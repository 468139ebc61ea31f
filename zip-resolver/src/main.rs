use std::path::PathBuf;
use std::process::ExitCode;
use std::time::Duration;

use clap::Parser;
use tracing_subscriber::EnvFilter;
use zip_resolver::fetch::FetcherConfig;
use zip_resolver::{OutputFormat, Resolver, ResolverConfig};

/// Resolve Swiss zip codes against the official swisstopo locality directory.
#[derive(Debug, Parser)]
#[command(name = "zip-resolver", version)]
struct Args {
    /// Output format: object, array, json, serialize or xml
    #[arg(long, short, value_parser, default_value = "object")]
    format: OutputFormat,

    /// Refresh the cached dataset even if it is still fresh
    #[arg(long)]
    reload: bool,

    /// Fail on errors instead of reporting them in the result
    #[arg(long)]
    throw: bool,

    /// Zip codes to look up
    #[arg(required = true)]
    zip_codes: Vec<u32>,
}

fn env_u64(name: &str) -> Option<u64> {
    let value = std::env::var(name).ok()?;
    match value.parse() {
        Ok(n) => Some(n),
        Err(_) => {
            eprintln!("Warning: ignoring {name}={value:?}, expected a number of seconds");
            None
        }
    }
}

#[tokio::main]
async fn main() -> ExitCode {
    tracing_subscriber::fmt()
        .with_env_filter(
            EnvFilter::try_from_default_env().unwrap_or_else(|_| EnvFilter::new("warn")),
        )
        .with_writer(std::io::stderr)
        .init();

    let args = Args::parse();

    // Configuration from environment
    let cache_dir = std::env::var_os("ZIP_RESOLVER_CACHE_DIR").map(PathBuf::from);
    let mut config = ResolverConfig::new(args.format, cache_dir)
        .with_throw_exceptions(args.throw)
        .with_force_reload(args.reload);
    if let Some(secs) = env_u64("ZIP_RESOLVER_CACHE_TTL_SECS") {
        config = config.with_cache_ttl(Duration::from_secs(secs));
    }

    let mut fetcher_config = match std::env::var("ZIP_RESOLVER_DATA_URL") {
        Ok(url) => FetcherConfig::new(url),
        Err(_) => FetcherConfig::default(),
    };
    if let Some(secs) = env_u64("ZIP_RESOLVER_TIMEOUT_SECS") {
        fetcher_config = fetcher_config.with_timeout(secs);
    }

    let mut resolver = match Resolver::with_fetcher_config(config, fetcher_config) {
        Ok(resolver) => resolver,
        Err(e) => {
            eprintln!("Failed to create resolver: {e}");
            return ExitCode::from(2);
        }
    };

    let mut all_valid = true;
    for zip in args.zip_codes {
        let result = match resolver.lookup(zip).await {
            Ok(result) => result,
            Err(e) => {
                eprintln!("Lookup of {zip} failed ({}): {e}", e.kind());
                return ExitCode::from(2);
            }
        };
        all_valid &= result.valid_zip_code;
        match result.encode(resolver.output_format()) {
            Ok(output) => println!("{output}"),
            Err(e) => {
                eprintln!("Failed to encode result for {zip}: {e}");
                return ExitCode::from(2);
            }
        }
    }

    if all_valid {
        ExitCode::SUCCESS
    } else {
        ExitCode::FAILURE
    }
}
===============
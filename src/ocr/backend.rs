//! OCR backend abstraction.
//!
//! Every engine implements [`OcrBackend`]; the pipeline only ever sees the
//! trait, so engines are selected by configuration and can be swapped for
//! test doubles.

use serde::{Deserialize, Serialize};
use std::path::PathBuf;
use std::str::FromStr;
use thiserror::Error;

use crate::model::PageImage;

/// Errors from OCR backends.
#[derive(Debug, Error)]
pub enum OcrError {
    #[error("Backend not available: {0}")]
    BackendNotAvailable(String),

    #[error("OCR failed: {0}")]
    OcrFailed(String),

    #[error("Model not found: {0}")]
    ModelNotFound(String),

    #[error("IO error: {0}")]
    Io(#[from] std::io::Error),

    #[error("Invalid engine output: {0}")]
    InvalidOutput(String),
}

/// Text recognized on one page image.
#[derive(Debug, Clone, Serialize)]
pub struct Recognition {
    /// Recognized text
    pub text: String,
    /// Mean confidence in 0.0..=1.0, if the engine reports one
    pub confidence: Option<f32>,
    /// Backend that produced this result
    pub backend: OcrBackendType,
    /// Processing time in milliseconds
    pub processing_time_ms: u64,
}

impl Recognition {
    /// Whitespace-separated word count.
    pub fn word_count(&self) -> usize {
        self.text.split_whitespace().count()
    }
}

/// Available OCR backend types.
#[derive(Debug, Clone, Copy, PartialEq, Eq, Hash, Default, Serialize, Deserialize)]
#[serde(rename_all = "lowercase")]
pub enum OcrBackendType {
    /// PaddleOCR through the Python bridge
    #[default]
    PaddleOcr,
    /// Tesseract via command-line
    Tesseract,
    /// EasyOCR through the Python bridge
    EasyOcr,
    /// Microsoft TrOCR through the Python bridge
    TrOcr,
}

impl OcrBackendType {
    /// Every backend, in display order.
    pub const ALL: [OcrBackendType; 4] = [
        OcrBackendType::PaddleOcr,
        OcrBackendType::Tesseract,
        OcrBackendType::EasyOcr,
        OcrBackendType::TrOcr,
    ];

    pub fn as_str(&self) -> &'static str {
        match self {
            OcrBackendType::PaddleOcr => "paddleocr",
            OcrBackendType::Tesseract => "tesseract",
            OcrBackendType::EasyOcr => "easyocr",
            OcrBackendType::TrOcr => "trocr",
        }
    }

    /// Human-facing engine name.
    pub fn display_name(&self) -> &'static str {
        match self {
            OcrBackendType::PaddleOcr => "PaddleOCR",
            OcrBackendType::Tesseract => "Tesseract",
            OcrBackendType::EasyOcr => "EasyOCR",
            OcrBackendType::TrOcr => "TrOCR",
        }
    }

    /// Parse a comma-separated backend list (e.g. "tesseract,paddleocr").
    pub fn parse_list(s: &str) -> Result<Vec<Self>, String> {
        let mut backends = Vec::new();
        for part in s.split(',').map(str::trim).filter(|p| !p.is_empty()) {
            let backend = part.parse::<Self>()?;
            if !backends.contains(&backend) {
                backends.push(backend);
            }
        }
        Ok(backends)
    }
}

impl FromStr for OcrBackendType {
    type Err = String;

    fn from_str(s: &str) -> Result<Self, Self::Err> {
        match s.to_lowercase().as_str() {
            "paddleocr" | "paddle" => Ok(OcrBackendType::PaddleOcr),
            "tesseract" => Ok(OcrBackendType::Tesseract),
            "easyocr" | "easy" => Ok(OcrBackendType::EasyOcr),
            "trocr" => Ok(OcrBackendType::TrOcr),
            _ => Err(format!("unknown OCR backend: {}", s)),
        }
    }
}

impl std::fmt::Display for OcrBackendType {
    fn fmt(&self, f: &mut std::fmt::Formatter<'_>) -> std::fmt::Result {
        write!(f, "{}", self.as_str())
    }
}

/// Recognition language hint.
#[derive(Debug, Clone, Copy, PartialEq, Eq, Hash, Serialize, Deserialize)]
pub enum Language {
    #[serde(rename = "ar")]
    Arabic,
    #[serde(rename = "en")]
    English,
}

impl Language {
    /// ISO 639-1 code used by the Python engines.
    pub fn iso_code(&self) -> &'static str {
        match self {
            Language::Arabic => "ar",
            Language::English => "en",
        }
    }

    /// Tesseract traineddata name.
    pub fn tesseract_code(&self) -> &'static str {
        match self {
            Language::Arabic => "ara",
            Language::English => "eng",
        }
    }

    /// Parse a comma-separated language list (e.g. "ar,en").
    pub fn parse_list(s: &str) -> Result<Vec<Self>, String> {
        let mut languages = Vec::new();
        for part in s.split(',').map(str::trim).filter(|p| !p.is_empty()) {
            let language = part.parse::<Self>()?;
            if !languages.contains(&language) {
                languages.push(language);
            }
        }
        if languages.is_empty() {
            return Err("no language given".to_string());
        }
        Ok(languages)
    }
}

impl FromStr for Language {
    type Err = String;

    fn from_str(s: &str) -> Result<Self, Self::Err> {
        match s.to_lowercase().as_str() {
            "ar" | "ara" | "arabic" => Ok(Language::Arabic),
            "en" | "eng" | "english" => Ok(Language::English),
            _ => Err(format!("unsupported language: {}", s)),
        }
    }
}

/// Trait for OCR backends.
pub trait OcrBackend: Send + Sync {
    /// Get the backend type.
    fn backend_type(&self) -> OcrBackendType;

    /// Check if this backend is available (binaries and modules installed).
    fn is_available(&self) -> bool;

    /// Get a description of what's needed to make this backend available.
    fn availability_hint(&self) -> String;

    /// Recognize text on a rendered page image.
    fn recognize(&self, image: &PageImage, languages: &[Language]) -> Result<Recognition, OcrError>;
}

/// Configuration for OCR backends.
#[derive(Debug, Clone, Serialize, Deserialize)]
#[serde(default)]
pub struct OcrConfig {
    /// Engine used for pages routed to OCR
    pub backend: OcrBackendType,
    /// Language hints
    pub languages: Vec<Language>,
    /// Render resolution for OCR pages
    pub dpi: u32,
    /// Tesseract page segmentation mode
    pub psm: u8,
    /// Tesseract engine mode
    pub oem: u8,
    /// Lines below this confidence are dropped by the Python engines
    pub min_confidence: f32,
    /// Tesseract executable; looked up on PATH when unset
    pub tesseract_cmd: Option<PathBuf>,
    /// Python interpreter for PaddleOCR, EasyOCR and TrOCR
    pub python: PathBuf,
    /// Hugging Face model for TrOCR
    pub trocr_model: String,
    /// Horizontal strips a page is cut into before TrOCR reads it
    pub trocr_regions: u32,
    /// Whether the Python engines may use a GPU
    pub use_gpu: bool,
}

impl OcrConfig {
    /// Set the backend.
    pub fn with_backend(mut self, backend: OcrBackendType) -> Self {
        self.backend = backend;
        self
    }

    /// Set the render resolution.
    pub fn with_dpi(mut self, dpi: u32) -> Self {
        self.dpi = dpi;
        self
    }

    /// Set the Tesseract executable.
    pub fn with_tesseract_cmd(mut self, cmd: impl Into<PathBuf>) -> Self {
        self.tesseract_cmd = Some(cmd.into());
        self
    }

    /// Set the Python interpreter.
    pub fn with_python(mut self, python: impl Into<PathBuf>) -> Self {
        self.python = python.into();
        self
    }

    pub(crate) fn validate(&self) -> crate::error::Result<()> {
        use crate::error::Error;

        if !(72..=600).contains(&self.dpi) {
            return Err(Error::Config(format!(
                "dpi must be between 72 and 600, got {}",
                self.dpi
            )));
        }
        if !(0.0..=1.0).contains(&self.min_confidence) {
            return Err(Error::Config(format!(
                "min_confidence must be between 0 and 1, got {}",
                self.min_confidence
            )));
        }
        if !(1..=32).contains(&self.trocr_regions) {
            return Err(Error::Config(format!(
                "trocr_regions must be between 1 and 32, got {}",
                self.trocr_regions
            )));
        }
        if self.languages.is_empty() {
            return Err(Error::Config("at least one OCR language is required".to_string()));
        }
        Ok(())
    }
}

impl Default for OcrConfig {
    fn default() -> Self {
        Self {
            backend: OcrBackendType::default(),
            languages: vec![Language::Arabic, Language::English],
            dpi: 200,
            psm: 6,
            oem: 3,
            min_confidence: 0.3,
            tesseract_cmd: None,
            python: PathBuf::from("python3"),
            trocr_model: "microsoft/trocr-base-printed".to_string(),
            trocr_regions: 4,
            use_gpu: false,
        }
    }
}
===============
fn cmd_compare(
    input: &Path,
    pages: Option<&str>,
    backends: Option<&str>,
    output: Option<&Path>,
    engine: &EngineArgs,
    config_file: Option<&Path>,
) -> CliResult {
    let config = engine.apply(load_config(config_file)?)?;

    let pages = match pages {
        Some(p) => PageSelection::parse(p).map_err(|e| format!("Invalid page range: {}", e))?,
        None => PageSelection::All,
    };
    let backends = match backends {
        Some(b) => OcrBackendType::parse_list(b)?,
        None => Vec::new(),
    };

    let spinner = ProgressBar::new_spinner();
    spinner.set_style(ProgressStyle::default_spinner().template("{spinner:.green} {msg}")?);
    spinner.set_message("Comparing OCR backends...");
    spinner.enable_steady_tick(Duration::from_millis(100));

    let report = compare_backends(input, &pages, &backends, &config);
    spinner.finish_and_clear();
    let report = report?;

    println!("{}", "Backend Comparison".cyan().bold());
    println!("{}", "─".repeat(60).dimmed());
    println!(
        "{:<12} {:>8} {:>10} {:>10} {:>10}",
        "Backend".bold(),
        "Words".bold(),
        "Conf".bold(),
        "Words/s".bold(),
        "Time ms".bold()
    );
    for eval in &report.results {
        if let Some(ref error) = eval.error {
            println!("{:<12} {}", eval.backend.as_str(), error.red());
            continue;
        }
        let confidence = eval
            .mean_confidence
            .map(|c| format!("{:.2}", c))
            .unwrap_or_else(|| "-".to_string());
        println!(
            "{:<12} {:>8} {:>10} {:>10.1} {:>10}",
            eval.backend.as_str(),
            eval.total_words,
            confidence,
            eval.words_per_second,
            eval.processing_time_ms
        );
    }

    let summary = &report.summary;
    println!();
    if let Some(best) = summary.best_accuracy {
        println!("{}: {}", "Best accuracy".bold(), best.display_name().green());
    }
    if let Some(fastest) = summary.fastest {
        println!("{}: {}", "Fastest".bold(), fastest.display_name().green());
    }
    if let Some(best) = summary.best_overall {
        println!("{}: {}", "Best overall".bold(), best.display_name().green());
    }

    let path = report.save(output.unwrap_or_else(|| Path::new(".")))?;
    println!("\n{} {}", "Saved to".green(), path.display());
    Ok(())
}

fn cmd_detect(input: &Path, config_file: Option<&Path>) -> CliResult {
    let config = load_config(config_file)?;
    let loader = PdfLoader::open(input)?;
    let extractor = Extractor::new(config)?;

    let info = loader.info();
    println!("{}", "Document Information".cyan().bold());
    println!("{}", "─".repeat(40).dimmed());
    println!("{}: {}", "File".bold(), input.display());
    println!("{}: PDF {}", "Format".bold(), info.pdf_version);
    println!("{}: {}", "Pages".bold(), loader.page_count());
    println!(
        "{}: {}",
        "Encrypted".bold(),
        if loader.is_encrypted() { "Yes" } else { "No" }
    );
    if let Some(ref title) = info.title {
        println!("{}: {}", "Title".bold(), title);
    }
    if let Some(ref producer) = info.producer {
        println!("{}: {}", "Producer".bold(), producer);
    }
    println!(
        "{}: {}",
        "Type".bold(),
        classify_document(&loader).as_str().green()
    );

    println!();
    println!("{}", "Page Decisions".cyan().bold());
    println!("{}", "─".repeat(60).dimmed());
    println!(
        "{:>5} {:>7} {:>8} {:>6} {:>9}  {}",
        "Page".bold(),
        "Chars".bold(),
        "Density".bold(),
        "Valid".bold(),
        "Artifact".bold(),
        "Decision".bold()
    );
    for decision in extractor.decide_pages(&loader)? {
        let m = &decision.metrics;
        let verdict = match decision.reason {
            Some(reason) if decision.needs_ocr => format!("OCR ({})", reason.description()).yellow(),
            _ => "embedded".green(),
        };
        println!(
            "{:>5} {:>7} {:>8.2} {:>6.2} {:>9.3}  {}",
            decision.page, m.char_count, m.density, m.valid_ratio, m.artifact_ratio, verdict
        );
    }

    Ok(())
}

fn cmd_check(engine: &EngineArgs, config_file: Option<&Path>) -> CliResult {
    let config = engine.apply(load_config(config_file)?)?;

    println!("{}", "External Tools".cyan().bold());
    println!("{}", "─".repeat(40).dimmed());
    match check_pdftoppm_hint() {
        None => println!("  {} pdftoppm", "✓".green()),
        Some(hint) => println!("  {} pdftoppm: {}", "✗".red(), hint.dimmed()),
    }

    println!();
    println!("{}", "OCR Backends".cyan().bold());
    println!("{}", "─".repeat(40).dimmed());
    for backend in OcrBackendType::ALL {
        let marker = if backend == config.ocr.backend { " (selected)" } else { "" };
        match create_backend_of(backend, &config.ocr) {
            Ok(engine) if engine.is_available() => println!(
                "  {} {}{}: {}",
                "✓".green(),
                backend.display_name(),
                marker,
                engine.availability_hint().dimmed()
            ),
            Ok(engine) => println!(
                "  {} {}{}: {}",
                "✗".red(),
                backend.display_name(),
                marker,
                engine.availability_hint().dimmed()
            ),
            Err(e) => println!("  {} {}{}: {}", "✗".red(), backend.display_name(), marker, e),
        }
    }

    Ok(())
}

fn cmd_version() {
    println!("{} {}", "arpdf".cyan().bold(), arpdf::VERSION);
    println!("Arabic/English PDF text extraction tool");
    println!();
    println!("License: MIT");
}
===============
**The task:**
Please count the lines above containing "OcrError"; number only.

**Result for this exercise:**
2